‘It’s pretty soulless’: Stuart Broad frustrated with slow Edgbaston box | Ashes 2023

Stuart Broad lamented a “soulless” pitch and his own struggles with the front line after Australian Usman Khawaja’s fine century unbeaten left the first Ashes Test of the summer delicately poised.

Broad thought he had cleared the opening of 112 in the final session of day two only to find he was a hair’s breadth out. With Khawaja reaching the close on 126 steps out – Australia 311 for five and trailing by 82 runs – the 36-year-old admitted his annoyance.

“It was a great ball and it’s very hard to put it in the back of your mind,” Broad said, looking back on a day that saw him claim two for 49 but also go off the ball six times. “At the end of the day, it’s really frustrating.

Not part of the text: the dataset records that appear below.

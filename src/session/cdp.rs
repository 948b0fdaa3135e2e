//! Minimal Chrome DevTools Protocol client.
//!
//! Two layers:
//!
//! - [`Browser`] starts (or attaches to) a Chromium instance and discovers a
//!   page target through the DevTools HTTP endpoint (`/json/list`).
//! - [`CdpClient`] speaks JSON-RPC over the target's WebSocket: every
//!   command carries an id, and [`CdpClient::call`] reads frames until the
//!   matching response arrives. Events received in between are dropped; the
//!   viewer polls page state instead of subscribing.

use crate::session::SessionError;
use futures::{SinkExt, StreamExt};
use serde::Deserialize;
use serde_json::{json, Value};
use std::path::PathBuf;
use std::process::Stdio;
use std::time::Duration;
use tokio::net::TcpStream;
use tokio::process::{Child, Command};
use tokio_tungstenite::tungstenite::Message;
use tokio_tungstenite::{MaybeTlsStream, WebSocketStream};
use tracing::{debug, info, warn};

/// Default DevTools port.
pub const DEFAULT_DEBUG_PORT: u16 = 9222;

/// Upper bound on a single command round trip.
const COMMAND_TIMEOUT: Duration = Duration::from_secs(60);

/// Executable names searched on `PATH` when none is given.
const CHROME_CANDIDATES: &[&str] = &[
    "google-chrome",
    "google-chrome-stable",
    "chromium",
    "chromium-browser",
    "chrome",
    "msedge",
];

#[cfg(target_os = "macos")]
const CHROME_BUNDLE_PATHS: &[&str] = &[
    "/Applications/Google Chrome.app/Contents/MacOS/Google Chrome",
    "/Applications/Chromium.app/Contents/MacOS/Chromium",
];

#[cfg(not(target_os = "macos"))]
const CHROME_BUNDLE_PATHS: &[&str] = &[];

// ── Browser process ──────────────────────────────────────────────────────

/// How to start the browser.
#[derive(Debug, Clone)]
pub struct LaunchOptions {
    /// Browser executable; searched on `PATH` when `None`.
    pub executable: Option<PathBuf>,
    pub headless: bool,
    pub port: u16,
    /// Window size in CSS pixels.
    pub window: (u32, u32),
}

impl Default for LaunchOptions {
    fn default() -> Self {
        Self {
            executable: None,
            headless: false,
            port: DEFAULT_DEBUG_PORT,
            window: (1920, 1080),
        }
    }
}

/// A running (or attached) browser exposing a DevTools endpoint.
///
/// A launched browser is killed when this value is dropped.
pub struct Browser {
    child: Option<Child>,
    _profile_dir: Option<tempfile::TempDir>,
    http_endpoint: String,
}

impl std::fmt::Debug for Browser {
    fn fmt(&self, f: &mut std::fmt::Formatter<'_>) -> std::fmt::Result {
        f.debug_struct("Browser")
            .field("launched", &self.child.is_some())
            .field("http_endpoint", &self.http_endpoint)
            .finish()
    }
}

#[derive(Debug, Deserialize)]
struct TargetInfo {
    #[serde(rename = "type")]
    kind: String,
    #[serde(rename = "webSocketDebuggerUrl", default)]
    ws_url: Option<String>,
}

impl Browser {
    /// Start a browser with a throwaway profile and remote debugging on.
    pub async fn launch(opts: &LaunchOptions) -> Result<Self, SessionError> {
        let exe = match opts.executable {
            Some(ref p) => p.clone(),
            None => find_browser_executable().ok_or_else(|| {
                SessionError::Endpoint(
                    "no Chrome/Chromium executable found on PATH; pass --chrome".to_string(),
                )
            })?,
        };
        let profile = tempfile::Builder::new()
            .prefix("folio-profile-")
            .tempdir()
            .map_err(|e| SessionError::Endpoint(format!("profile directory: {e}")))?;

        let mut cmd = Command::new(&exe);
        cmd.arg(format!("--remote-debugging-port={}", opts.port))
            .arg(format!("--user-data-dir={}", profile.path().display()))
            .arg(format!("--window-size={},{}", opts.window.0, opts.window.1))
            .arg("--no-first-run")
            .arg("--no-default-browser-check")
            .arg("--disable-background-timer-throttling")
            .arg("--disable-renderer-backgrounding");
        if opts.headless {
            cmd.arg("--headless=new");
        }
        cmd.arg("about:blank")
            .stdin(Stdio::null())
            .stdout(Stdio::null())
            .stderr(Stdio::null())
            .kill_on_drop(true);

        let child = cmd
            .spawn()
            .map_err(|e| SessionError::Endpoint(format!("{}: {e}", exe.display())))?;
        info!(
            "Launched {} (DevTools port {}, headless: {})",
            exe.display(),
            opts.port,
            opts.headless
        );

        Ok(Self {
            child: Some(child),
            _profile_dir: Some(profile),
            http_endpoint: format!("http://127.0.0.1:{}", opts.port),
        })
    }

    /// Use an already running browser at `http_endpoint`
    /// (e.g. `http://127.0.0.1:9222`).
    pub fn attach(http_endpoint: impl Into<String>) -> Self {
        let http_endpoint = http_endpoint.into().trim_end_matches('/').to_string();
        info!("Attaching to browser at {}", http_endpoint);
        Self {
            child: None,
            _profile_dir: None,
            http_endpoint,
        }
    }

    pub fn http_endpoint(&self) -> &str {
        &self.http_endpoint
    }

    /// Connect to the first page target, waiting for the endpoint to come up.
    pub async fn connect_page(&self) -> Result<CdpClient, SessionError> {
        let url = self.page_websocket_url().await?;
        CdpClient::connect(&url).await
    }

    async fn page_websocket_url(&self) -> Result<String, SessionError> {
        let list_url = format!("{}/json/list", self.http_endpoint);
        let mut last_err = String::new();

        for attempt in 1..=40u32 {
            match fetch_targets(&list_url).await {
                Ok(targets) => {
                    if let Some(url) = first_page_target(&targets) {
                        debug!("Page target after {} attempt(s): {}", attempt, url);
                        return Ok(url);
                    }
                    last_err = "no page target listed".to_string();
                }
                Err(e) => last_err = e,
            }
            tokio::time::sleep(Duration::from_millis(250)).await;
        }
        Err(SessionError::Endpoint(format!("{list_url}: {last_err}")))
    }

    /// Terminate a launched browser. No-op when attached.
    pub async fn close(mut self) {
        if let Some(ref mut child) = self.child {
            if let Err(e) = child.kill().await {
                warn!("Could not stop browser: {}", e);
            }
        }
    }
}

async fn fetch_targets(url: &str) -> Result<Vec<TargetInfo>, String> {
    let response = reqwest::get(url).await.map_err(|e| e.to_string())?;
    if !response.status().is_success() {
        return Err(format!("HTTP {}", response.status()));
    }
    response
        .json::<Vec<TargetInfo>>()
        .await
        .map_err(|e| e.to_string())
}

fn first_page_target(targets: &[TargetInfo]) -> Option<String> {
    targets
        .iter()
        .filter(|t| t.kind == "page")
        .find_map(|t| t.ws_url.clone())
}

/// Locate a Chromium-family browser on this machine.
pub fn find_browser_executable() -> Option<PathBuf> {
    if let Some(path) = std::env::var_os("PATH") {
        for dir in std::env::split_paths(&path) {
            for name in CHROME_CANDIDATES {
                let candidate = dir.join(name);
                if candidate.is_file() {
                    return Some(candidate);
                }
                let exe = candidate.with_extension("exe");
                if exe.is_file() {
                    return Some(exe);
                }
            }
        }
    }
    CHROME_BUNDLE_PATHS
        .iter()
        .map(PathBuf::from)
        .find(|p| p.is_file())
}

// ── Protocol client ──────────────────────────────────────────────────────

type Socket = WebSocketStream<MaybeTlsStream<TcpStream>>;

/// JSON-RPC client for one DevTools page target.
pub struct CdpClient {
    socket: Socket,
    next_id: u64,
}

impl std::fmt::Debug for CdpClient {
    fn fmt(&self, f: &mut std::fmt::Formatter<'_>) -> std::fmt::Result {
        f.debug_struct("CdpClient")
            .field("next_id", &self.next_id)
            .finish()
    }
}

impl CdpClient {
    pub async fn connect(ws_url: &str) -> Result<Self, SessionError> {
        let (socket, _) = tokio_tungstenite::connect_async(ws_url)
            .await
            .map_err(|e| SessionError::Transport(format!("{ws_url}: {e}")))?;
        debug!("DevTools socket open: {}", ws_url);
        Ok(Self { socket, next_id: 1 })
    }

    /// Send `method` and wait for its result.
    pub async fn call(&mut self, method: &str, params: Value) -> Result<Value, SessionError> {
        let id = self.next_id;
        self.next_id += 1;

        let frame = json!({ "id": id, "method": method, "params": params });
        self.socket
            .send(Message::text(frame.to_string()))
            .await
            .map_err(|e| SessionError::Transport(e.to_string()))?;

        let response = tokio::time::timeout(COMMAND_TIMEOUT, self.read_response(id))
            .await
            .map_err(|_| SessionError::Timeout {
                what: format!("response to {method}"),
                secs: COMMAND_TIMEOUT.as_secs(),
            })??;

        if let Some(err) = response.get("error") {
            return Err(SessionError::Command {
                method: method.to_string(),
                message: err
                    .get("message")
                    .and_then(Value::as_str)
                    .unwrap_or("unknown error")
                    .to_string(),
            });
        }
        Ok(response.get("result").cloned().unwrap_or(Value::Null))
    }

    async fn read_response(&mut self, id: u64) -> Result<Value, SessionError> {
        while let Some(frame) = self.socket.next().await {
            let frame = frame.map_err(|e| SessionError::Transport(e.to_string()))?;
            let text = match frame {
                Message::Text(ref t) => t.as_str(),
                Message::Close(_) => {
                    return Err(SessionError::Transport("socket closed by browser".into()))
                }
                _ => continue,
            };
            let value: Value = serde_json::from_str(text)
                .map_err(|e| SessionError::Transport(format!("malformed frame: {e}")))?;
            if value.get("id").and_then(Value::as_u64) == Some(id) {
                return Ok(value);
            }
        }
        Err(SessionError::Transport("socket ended".into()))
    }

    /// Evaluate `expression` in the page and return its JSON value.
    ///
    /// Promises are awaited. A thrown exception becomes
    /// [`SessionError::Script`].
    pub async fn evaluate(&mut self, expression: &str) -> Result<Value, SessionError> {
        let result = self
            .call(
                "Runtime.evaluate",
                json!({
                    "expression": expression,
                    "returnByValue": true,
                    "awaitPromise": true,
                }),
            )
            .await?;
        if let Some(details) = result.get("exceptionDetails") {
            return Err(SessionError::Script(exception_message(details)));
        }
        Ok(result
            .get("result")
            .and_then(|r| r.get("value"))
            .cloned()
            .unwrap_or(Value::Null))
    }
}

fn exception_message(details: &Value) -> String {
    details
        .get("exception")
        .and_then(|e| e.get("description"))
        .and_then(Value::as_str)
        .or_else(|| details.get("text").and_then(Value::as_str))
        .unwrap_or("uncaught exception")
        .to_string()
}
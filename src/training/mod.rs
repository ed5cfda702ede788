//! Combo training: webcam motion targets.
//!
//! Each display frame the loop grabs a downsampled camera frame, differences
//! it against the previous one, advances every live target against the
//! resulting motion mask and tops the board up with a fresh combo once it
//! runs dry. Combo generation is asynchronous and owned by the host: the
//! session only emits a [`SpawnRequest`] and later drains the resolved combo
//! from its [`ComboInbox`] at the start of a tick, so all target mutation
//! happens inside `tick`.

use std::cell::RefCell;
use std::collections::VecDeque;
use std::rc::Rc;

pub mod clock;
pub mod combo;
pub mod config;
pub mod motion;
pub mod overlay;
pub mod spawner;
pub mod target;

use clock::RoundClock;
use combo::{Combo, Difficulty};
use config::TrainingConfig;
use motion::{Frame, FrameDiffer};
use overlay::{OverlaySnapshot, TargetView};
use spawner::SpawnQueue;
use target::{Target, TargetEvent};

// --- Capabilities -----------------------------------------------------------

/// Anything that can hand us downsampled camera frames.
pub trait FrameSource {
    /// Latest frame, or `None` while the device is not ready. Absence is
    /// transient and never an error.
    fn grab(&mut self) -> Option<Frame>;
    fn is_active(&self) -> bool;
    /// Release the capture device. Must be safe to call repeatedly.
    fn release(&mut self);
    /// Change the downsample grid. Sources with a fixed size may ignore it.
    fn set_grid(&mut self, _width: u32, _height: u32) {}
}

/// Ask the host to generate a combo. `generation` must be echoed back.
#[derive(Clone, Debug, PartialEq)]
pub struct SpawnRequest {
    pub generation: u64,
    pub difficulty: Difficulty,
    pub focus: String,
}

#[derive(Clone, Debug, PartialEq)]
pub struct ComboDelivery {
    pub generation: u64,
    pub combo: Combo,
}

/// Hand-off point between async combo generation and the tick loop.
#[derive(Clone, Default)]
pub struct ComboInbox(Rc<RefCell<VecDeque<ComboDelivery>>>);

impl ComboInbox {
    /// Park a resolved combo for the next tick, tagged with its request's
    /// generation.
    pub fn deliver(&self, request: &SpawnRequest, combo: Combo) {
        self.0.borrow_mut().push_back(ComboDelivery {
            generation: request.generation,
            combo,
        });
    }

    fn take_all(&self) -> Vec<ComboDelivery> {
        self.0.borrow_mut().drain(..).collect()
    }
}

// --- Session ----------------------------------------------------------------

/// What happened during one tick.
#[derive(Clone, Debug, Default, PartialEq)]
pub struct TickReport {
    pub processed: bool,
    pub hits: Vec<u64>,
    pub misses: Vec<u64>,
    pub spawned: Vec<u64>,
    pub spawn_request: Option<SpawnRequest>,
    pub round_over: bool,
}

/// The live run: score, targets and everything pending for them.
pub struct Session {
    cfg: TrainingConfig,
    score: u32,
    pattern_name: Option<String>,
    targets: Vec<Target>,
    running: bool,
    queue: SpawnQueue,
    differ: FrameDiffer,
    inbox: ComboInbox,
    spawn_in_flight: bool,
    generation: u64,
    clock: Option<RoundClock>,
    last_now: f64,
}

impl Session {
    pub fn new(cfg: TrainingConfig) -> Self {
        Self {
            cfg,
            score: 0,
            pattern_name: None,
            targets: Vec::new(),
            running: false,
            queue: SpawnQueue::new(),
            differ: FrameDiffer::new(),
            inbox: ComboInbox::default(),
            spawn_in_flight: false,
            generation: 0,
            clock: None,
            last_now: 0.0,
        }
    }

    pub fn config(&self) -> &TrainingConfig {
        &self.cfg
    }

    pub fn score(&self) -> u32 {
        self.score
    }

    pub fn pattern_name(&self) -> Option<&str> {
        self.pattern_name.as_deref()
    }

    pub fn targets(&self) -> &[Target] {
        &self.targets
    }

    pub fn is_running(&self) -> bool {
        self.running
    }

    pub fn spawn_in_flight(&self) -> bool {
        self.spawn_in_flight
    }

    pub fn scheduled_spawns(&self) -> usize {
        self.queue.len()
    }

    pub fn inbox(&self) -> ComboInbox {
        self.inbox.clone()
    }

    /// Begin a fresh round. Any result still in flight from an earlier run
    /// is invalidated.
    pub fn start(&mut self, now: f64) {
        self.generation += 1;
        self.running = true;
        self.score = 0;
        self.pattern_name = None;
        self.targets.clear();
        self.queue.cancel_all();
        self.differ.reset();
        self.spawn_in_flight = false;
        self.clock = Some(RoundClock::new(self.cfg.round_secs, now));
        self.last_now = now;
        log::info!("training session started (generation {})", self.generation);
    }

    /// Halt the run. Staggered spawns are cancelled and late combos dropped.
    pub fn stop(&mut self) {
        if !self.running {
            return;
        }
        self.running = false;
        self.generation += 1;
        self.queue.cancel_all();
        self.targets.clear();
        self.spawn_in_flight = false;
        log::info!("training session stopped with score {}", self.score);
    }

    /// Pin the difficulty (`None` returns to score-based escalation).
    pub fn set_difficulty(&mut self, difficulty: Option<Difficulty>) {
        self.cfg.difficulty = difficulty;
    }

    pub fn difficulty(&self) -> Difficulty {
        match self.cfg.difficulty {
            Some(d) => d,
            None if self.score > self.cfg.intermediate_after => Difficulty::Intermediate,
            None => Difficulty::Beginner,
        }
    }

    /// Ask for a combo unless one is already on its way.
    pub fn request_spawn(&mut self) -> Option<SpawnRequest> {
        if !self.running || self.spawn_in_flight {
            return None;
        }
        self.spawn_in_flight = true;
        let req = SpawnRequest {
            generation: self.generation,
            difficulty: self.difficulty(),
            focus: self.cfg.focus.clone(),
        };
        log::debug!("requesting {} combo", req.difficulty.label());
        Some(req)
    }

    /// Queue a resolved combo for the next tick.
    pub fn deliver(&self, request: &SpawnRequest, combo: Combo) {
        self.inbox.deliver(request, combo);
    }

    /// Forget the previous frame, so the next one yields no motion.
    pub fn reset_motion(&mut self) {
        self.differ.reset();
    }

    /// End the round once its clock has run out. Returns `true` on the call
    /// that ends it.
    pub fn expire_if_over(&mut self, now: f64) -> bool {
        if !self.running {
            return false;
        }
        self.last_now = now;
        if self.clock.as_ref().is_some_and(|c| c.is_over(now)) {
            log::info!("round over");
            self.stop();
            return true;
        }
        false
    }

    fn drain_inbox(&mut self, now: f64) {
        for d in self.inbox.take_all() {
            if d.generation != self.generation {
                log::debug!("discarding stale combo '{}'", d.combo.name);
                continue;
            }
            self.spawn_in_flight = false;
            log::info!(
                "combo '{}' ({} moves{})",
                d.combo.name,
                d.combo.sequence.len(),
                if d.combo.is_fallback() { ", fallback" } else { "" }
            );
            self.queue.schedule(&d.combo, now, self.cfg.stagger_ms);
            self.pattern_name = Some(d.combo.name);
        }
    }

    /// One frame of the targeting loop. `frame` is `None` when the camera is
    /// not ready, in which case nothing moves this tick and the last good
    /// frame is dropped.
    pub fn tick(&mut self, frame: Option<Frame>, now: f64) -> TickReport {
        let mut report = TickReport::default();
        if !self.running {
            return report;
        }
        if self.expire_if_over(now) {
            report.round_over = true;
            return report;
        }
        let Some(frame) = frame else {
            self.differ.reset();
            return report;
        };
        report.processed = true;

        self.drain_inbox(now);

        let mask = self.differ.push(frame, self.cfg.motion_threshold);
        for t in self.targets.iter_mut() {
            match t.advance(mask.as_ref(), &self.cfg, now) {
                TargetEvent::Hit { motion } => {
                    self.score += self.cfg.hit_reward;
                    report.hits.push(t.id);
                    log::info!("hit target {} ({}) with {} motion cells", t.id, t.label, motion);
                }
                TargetEvent::Missed | TargetEvent::Expired => {
                    report.misses.push(t.id);
                    log::debug!("target {} ({}) got away: {:?}", t.id, t.label, t.state());
                }
                TargetEvent::None => {}
            }
        }

        let cfg = &self.cfg;
        self.targets.retain(|t| !t.is_spent(cfg, now));

        for t in self.queue.release_due(now) {
            report.spawned.push(t.id);
            self.targets.push(t);
        }

        if self.targets.is_empty() && self.queue.is_empty() {
            report.spawn_request = self.request_spawn();
        }
        report
    }

    pub fn snapshot(&self) -> OverlaySnapshot {
        OverlaySnapshot {
            running: self.running,
            camera_active: false,
            score: self.score,
            pattern_name: self.pattern_name.clone(),
            difficulty: self.difficulty().label().to_string(),
            time_left_secs: self
                .clock
                .as_ref()
                .map(|c| c.time_left_secs(self.last_now))
                .unwrap_or(self.cfg.round_secs),
            loading: self.spawn_in_flight,
            targets: self.targets.iter().map(TargetView::from).collect(),
        }
    }
}

// --- Loop Controller --------------------------------------------------------

/// Whether the driver should schedule another animation frame.
#[derive(Clone, Debug, PartialEq)]
pub enum LoopStep {
    Continue(TickReport),
    Halt,
}

/// Owns the session and the frame source and runs one iteration per frame.
pub struct TrainingLoop<S: FrameSource> {
    session: Session,
    source: S,
}

impl<S: FrameSource> TrainingLoop<S> {
    pub fn new(session: Session, source: S) -> Self {
        Self { session, source }
    }

    pub fn session(&self) -> &Session {
        &self.session
    }

    pub fn session_mut(&mut self) -> &mut Session {
        &mut self.session
    }

    pub fn source(&self) -> &S {
        &self.source
    }

    pub fn source_mut(&mut self) -> &mut S {
        &mut self.source
    }

    pub fn start(&mut self, now: f64) {
        self.session.start(now);
    }

    /// Swap in a session built from `cfg`, keeping the camera. A difficulty
    /// pinned on the old session carries over unless `cfg` pins its own.
    /// Combos still in flight for the old session land in its own inbox and
    /// are never seen.
    pub fn reconfigure(&mut self, mut cfg: TrainingConfig) {
        let old = self.session.config();
        let old_grid = (old.grid_width, old.grid_height);
        if cfg.difficulty.is_none() {
            cfg.difficulty = old.difficulty;
        }
        if old_grid != (cfg.grid_width, cfg.grid_height) {
            self.source.set_grid(cfg.grid_width, cfg.grid_height);
        }
        self.session.stop();
        self.session = Session::new(cfg);
    }

    /// End the run and give the camera back.
    pub fn stop(&mut self) {
        self.session.stop();
        self.session.reset_motion();
        self.source.release();
    }

    /// Turn the camera off. This alone is enough to halt scheduling.
    pub fn deactivate_camera(&mut self) {
        self.source.release();
        self.session.reset_motion();
        log::info!("camera released");
    }

    /// Run the round clock on its own, for when frames are not flowing.
    /// Returns `true` once the round has ended; the camera is released then.
    pub fn poll_clock(&mut self, now: f64) -> bool {
        if !self.session.expire_if_over(now) {
            return false;
        }
        self.session.reset_motion();
        self.source.release();
        true
    }

    pub fn step(&mut self, now: f64) -> LoopStep {
        if !self.session.is_running() || self.poll_clock(now) || !self.source.is_active() {
            return LoopStep::Halt;
        }
        let frame = self.source.grab();
        LoopStep::Continue(self.session.tick(frame, now))
    }

    pub fn snapshot(&self) -> OverlaySnapshot {
        OverlaySnapshot {
            camera_active: self.source.is_active(),
            ..self.session.snapshot()
        }
    }
}
//! Combos handed to us by the generator capability, plus the defaulting rules
//! applied to whatever the generator actually returned.

use std::future::Future;
use std::pin::Pin;

use serde::{Deserialize, Serialize};
use serde_json::Value;

#[derive(Clone, Copy, Debug, PartialEq, Eq, Serialize, Deserialize, Default)]
pub enum Difficulty {
    #[default]
    Beginner,
    Intermediate,
    Advanced,
}

impl Difficulty {
    pub fn label(&self) -> &'static str {
        match self {
            Difficulty::Beginner => "Beginner",
            Difficulty::Intermediate => "Intermediate",
            Difficulty::Advanced => "Advanced",
        }
    }

    /// Case-insensitive; anything unrecognised is treated as Beginner.
    pub fn from_label(label: &str) -> Self {
        match label.trim().to_ascii_lowercase().as_str() {
            "intermediate" => Difficulty::Intermediate,
            "advanced" => Difficulty::Advanced,
            _ => Difficulty::Beginner,
        }
    }
}

#[derive(Clone, Debug, PartialEq, Serialize, Deserialize)]
pub struct Combo {
    pub id: String,
    pub name: String,
    pub sequence: Vec<String>,
    pub difficulty: Difficulty,
    pub description: String,
}

pub const FALLBACK_ID: &str = "error-fallback";

impl Combo {
    /// Substituted whenever the generator fails outright.
    pub fn fallback() -> Self {
        Self {
            id: FALLBACK_ID.to_string(),
            name: "Emergency Fallback".to_string(),
            sequence: vec!["Jab".into(), "Cross".into(), "Hook".into()],
            difficulty: Difficulty::Beginner,
            description: "Connection failed. Focus on basics.".to_string(),
        }
    }

    pub fn is_fallback(&self) -> bool {
        self.id == FALLBACK_ID
    }

    /// Build a combo from generator JSON. Unparseable text yields the
    /// fallback; missing or mistyped fields are defaulted one by one.
    pub fn from_generator_json(text: &str, resolved_at_ms: f64) -> Self {
        let value: Value = match serde_json::from_str(text) {
            Ok(v @ Value::Object(_)) => v,
            Ok(other) => {
                log::warn!("combo generator returned non-object json: {other}");
                return Self::fallback();
            }
            Err(e) => {
                log::warn!("combo generator returned unparseable json: {e}");
                return Self::fallback();
            }
        };
        let text_field = |key: &str| {
            value
                .get(key)
                .and_then(Value::as_str)
                .map(str::trim)
                .filter(|s| !s.is_empty())
                .map(str::to_string)
        };
        let sequence: Vec<String> = value
            .get("sequence")
            .and_then(Value::as_array)
            .map(|moves| {
                moves
                    .iter()
                    .filter_map(Value::as_str)
                    .map(str::trim)
                    .filter(|m| !m.is_empty())
                    .map(str::to_string)
                    .collect()
            })
            .unwrap_or_default();
        Self {
            id: format!("{}", resolved_at_ms.max(0.0) as u64),
            name: text_field("name").unwrap_or_else(|| "Custom Combo".to_string()),
            sequence: if sequence.is_empty() {
                vec!["Jab".into(), "Cross".into()]
            } else {
                sequence
            },
            difficulty: text_field("difficulty")
                .map(|d| Difficulty::from_label(&d))
                .unwrap_or_default(),
            description: text_field("description")
                .unwrap_or_else(|| "Focus on technique.".to_string()),
        }
    }
}

pub type ComboFuture = Pin<Box<dyn Future<Output = Combo>>>;

/// External source of combos. Implementations must always resolve to a
/// well-formed combo, substituting [`Combo::fallback`] on failure.
pub trait ComboGenerator {
    fn generate(&self, difficulty: Difficulty, focus: &str) -> ComboFuture;
}

/// Offline generator that serves a fixed rotation of combos.
pub struct DrillBook {
    drills: Vec<Combo>,
    next: std::cell::Cell<usize>,
}

impl DrillBook {
    pub fn new(drills: Vec<Combo>) -> Self {
        Self {
            drills,
            next: std::cell::Cell::new(0),
        }
    }

    pub fn basic() -> Self {
        let drill = |name: &str, moves: &[&str], difficulty, description: &str| Combo {
            id: format!("drill-{}", name.to_ascii_lowercase().replace(' ', "-")),
            name: name.to_string(),
            sequence: moves.iter().map(|m| m.to_string()).collect(),
            difficulty,
            description: description.to_string(),
        };
        Self::new(vec![
            drill("One Two", &["Jab", "Cross"], Difficulty::Beginner, "Snap it back to the guard."),
            drill(
                "Classic Three",
                &["Jab", "Cross", "Left Hook"],
                Difficulty::Beginner,
                "Turn the hip on the hook.",
            ),
            drill(
                "Body Rip",
                &["Jab", "Right Uppercut", "Left Hook", "Cross"],
                Difficulty::Intermediate,
                "Dip the knees before the uppercut.",
            ),
        ])
    }
}

impl ComboGenerator for DrillBook {
    fn generate(&self, difficulty: Difficulty, _focus: &str) -> ComboFuture {
        let combo = if self.drills.is_empty() {
            Combo::fallback()
        } else {
            let start = self.next.get();
            let n = self.drills.len();
            // prefer the next drill at the requested level, else just rotate
            let pick = (0..n)
                .map(|i| (start + i) % n)
                .find(|&i| self.drills[i].difficulty == difficulty)
                .unwrap_or(start % n);
            self.next.set(pick + 1);
            self.drills[pick].clone()
        };
        Box::pin(std::future::ready(combo))
    }
}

“I probably played more [no balls] today than in a test match before and I think there are several reasons for that. The first day on the ground in the Ashes, emotions run high, you charge. The outfield was a bit spongy so you try to take advantage of the outfield. You are probably trying a little.

“It was a close call, but it’s still a ball no. There’s nothing you can do about it now and you just have to find your rhythm and keep hitting hard.

Broad had lit up the morning session, finding himself on a hat-trick in the seventh inning of the day when he knocked out David Warner and Marnus Labuschagne in the space of two balls. Steve Smith survived the hat-trick ball, with Broad straying on the leg as he tried to produce a magic delivery.

While that mark erupted with the crowd behind him gave Broad “feelings that will live with me forever,” he was less than impressed with an Edgbaston surface that offered little lateral movement for the crimpers and didn’t didn’t see a single plug go to the cord slipping out of them for the first two days.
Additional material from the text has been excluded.